[Required action]: Of the entries below, copy only those lines that contain the word "async".

[Source material]:
use pressroom_common::{is_same_site, Phase, RawLink, StepOutcome};

use super::context::RunContext;
use super::state::StrategyOutcome;
use super::Discovery;
use crate::infra::util::with_timeout;
use crate::prompts;
use crate::traits::{ElementQuery, PageAction, SchemaId};
use crate::verification::Rubric;

/// Result of trying to use the site's search box for one term.
#[derive(Debug, PartialEq, Eq)]
enum Submission {
    /// The search ran; the session now shows the results page.
    Results(String),
    /// The homepage has no usable search box. No term will do better.
    NoAffordance,
    /// Every attempt left the URL unchanged.
    Failed,
}

impl Discovery<'_> {
    /// Walk the search vocabulary, verifying same-site results of each term
    /// until one verifies.
    pub(super) async fn run_site_search(&self, ctx: &mut RunContext) -> StrategyOutcome {
        let mut saw_results = false;

        for term in &self.config.site_search_terms {
            let results_url = match self.submit_search(ctx, term).await {
                Submission::Results(url) => url,
                Submission::Failed => continue,
                Submission::NoAffordance => break,
            };

            let mut links = self
                .links_from_elements(ctx, Phase::SiteSearch, ElementQuery::ResultLinks)
                .await;
            if links.is_empty() {
                let instruction = prompts::search_results(&ctx.target, term);
                links = self
                    .links_from_classifier(ctx, Phase::SiteSearch, &instruction, SchemaId::SearchResultsList)
                    .await;
            }
            ctx.raw_result_count += links.len();

            let domain = ctx.target.domain.clone();
            let same_site: Vec<RawLink> = links
                .into_iter()
                .filter(|l| is_same_site(&l.url, &domain))
                .collect();
            if same_site.is_empty() {
                ctx.record(
                    Phase::SiteSearch,
                    "collect_links",
                    StepOutcome::Info,
                    format!("no same-site results for {term:?}"),
                    Some(&results_url),
                );
                continue;
            }
            saw_results = true;

            if let found @ StrategyOutcome::Verified(_) = self
                .verify_links(ctx, Phase::SiteSearch, &same_site, Rubric::ListingVsArticle, false)
                .await
            {
                return found;
            }
        }

        if saw_results {
            StrategyOutcome::Exhausted
        } else {
            StrategyOutcome::NoResults
        }
    }

    /// Reacquire the search box from the homepage and submit `term`, retrying
    /// up to `site_search_attempts` times. A submission counts only if the
    /// URL changed.
    async fn submit_search(&self, ctx: &mut RunContext, term: &str) -> Submission {
        let home = ctx.target.homepage_url();
        let attempts = self.config.site_search_attempts.max(1);

        for attempt in 1..=attempts {
            match self.navigate(&home).await {
                Ok(r) if r.is_ok() => {}
                Ok(r) => {
                    ctx.record(
                        Phase::SiteSearch,
                        "navigate",
                        StepOutcome::Fail,
                        format!("homepage returned {:?}", r.status),
                        Some(&home),
                    );
                    return Submission::NoAffordance;
                }
                Err(e) => {
                    ctx.record(Phase::SiteSearch, "navigate", StepOutcome::Skip, e.to_string(), Some(&home));
                    continue;
                }
            }

            let affordances = match with_timeout(
                "find_elements",
                self.config.navigation_timeout,
                self.session.find_elements(ElementQuery::SearchAffordance),
            )
            .await
            {
                Ok(found) => found,
                Err(e) => {
                    ctx.record(
                        Phase::SiteSearch,
                        "find_search",
                        StepOutcome::Skip,
                        format!("element discovery failed: {e}"),
                        Some(&home),
                    );
                    continue;
                }
            };
            if affordances.is_empty() {
                ctx.record(
                    Phase::SiteSearch,
                    "find_search",
                    StepOutcome::Fail,
                    "no search box on homepage",
                    Some(&home),
                );
                return Submission::NoAffordance;
            }

            let before = self.session.current_url().await.unwrap_or_else(|| home.clone());
            self.act(ctx, Phase::SiteSearch, &PageAction::OpenSearch).await;
            let submitted = self
                .act(
                    ctx,
                    Phase::SiteSearch,
                    &PageAction::SubmitSearch {
                        term: term.to_string(),
                    },
                )
                .await;

            let after = self.session.current_url().await;
            match after {
                Some(url) if submitted && url != before => {
                    ctx.record(
                        Phase::SiteSearch,
                        "submit_search",
                        StepOutcome::Success,
                        format!("searched for {term:?}"),
                        Some(&url),
                    );
                    return Submission::Results(url);
                }
                _ => {
                    ctx.record(
                        Phase::SiteSearch,
                        "submit_search",
                        StepOutcome::Fail,
                        format!("URL unchanged after searching {term:?} (attempt {attempt}/{attempts})"),
                        Some(&before),
                    );
                }
            }
        }

        Submission::Failed
    }
}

[Answer to this exercise]:
    pub(super) async fn run_site_search(&self, ctx: &mut RunContext) -> StrategyOutcome {
    async fn submit_search(&self, ctx: &mut RunContext, term: &str) -> Submission {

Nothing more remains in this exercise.